→ **PROBLEM TO WORK ON**: Number of lines below with "EnvFilter": work it out and reply with that number only.

START DATA UNDER STUDY

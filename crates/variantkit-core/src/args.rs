//! Parsers for command-line shorthands of variant fields.
//!
//! - `KEY=VALUE` for one expansion (VALUE is JSON when it parses as JSON)
//! - `NAME=task1,task2` for one display task definition

use crate::domain::error::{Result, VariantError};
use crate::domain::task_spec::DisplayTaskDefinition;

/// Parse `KEY=VALUE` into an expansion entry.
///
/// `VALUE` is read as JSON when possible (`4`, `true`, `{"a":1}`), otherwise
/// it is kept as a plain string. An empty value is the empty string.
pub fn parse_expansion_arg(arg: &str) -> Result<(String, serde_json::Value)> {
    let (key, raw) = arg.split_once('=').ok_or_else(|| {
        VariantError::InvalidExpansion(format!("expected KEY=VALUE, got {:?}", arg))
    })?;
    let key = key.trim();
    if key.is_empty() {
        return Err(VariantError::InvalidExpansion(format!(
            "empty key in {:?}",
            arg
        )));
    }

    let value = serde_json::from_str(raw)
        .unwrap_or_else(|_| serde_json::Value::String(raw.to_string()));
    Ok((key.to_string(), value))
}

/// Parse `NAME=task1,task2` into a display task definition.
///
/// Blank component names are dropped; `NAME=` yields no components.
pub fn parse_display_task_arg(arg: &str) -> Result<DisplayTaskDefinition> {
    let (name, components) = arg.split_once('=').ok_or_else(|| {
        VariantError::InvalidDisplayTask(format!("expected NAME=task1,task2, got {:?}", arg))
    })?;
    let name = name.trim();
    if name.is_empty() {
        return Err(VariantError::InvalidDisplayTask(format!(
            "empty name in {:?}",
            arg
        )));
    }

    let components = components
        .split(',')
        .map(str::trim)
        .filter(|component| !component.is_empty());
    Ok(DisplayTaskDefinition::new(name, components))
}
//! Tracing setup for variantkit binaries.
//!
//! Logs always go to stderr so rendered documents on stdout stay clean.
//! Only the first call installs a subscriber; later calls are ignored.

use tracing::Level;
use tracing_subscriber::layer::SubscriberExt;
use tracing_subscriber::util::SubscriberInitExt;
use tracing_subscriber::{fmt, EnvFilter};

/// Install the global tracing subscriber.
///
/// `RUST_LOG` takes precedence over `level` when set. With `json`, each
/// log line is a JSON object.
pub fn init_tracing(json: bool, level: Level) {
    let env_filter =
        EnvFilter::try_from_default_env().unwrap_or_else(|_| EnvFilter::new(level.as_str()));
    let layer = fmt::layer()
        .with_target(false)
        .with_writer(std::io::stderr);

    if json {
        tracing_subscriber::registry()
            .with(env_filter)
            .with(layer.json())
            .try_init()
            .ok();
    } else {
        tracing_subscriber::registry()
            .with(env_filter)
            .with(layer)
            .try_init()
            .ok();
    }
}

END DATA UNDER STUDY

→ **THE COMPLETED TASK**: 2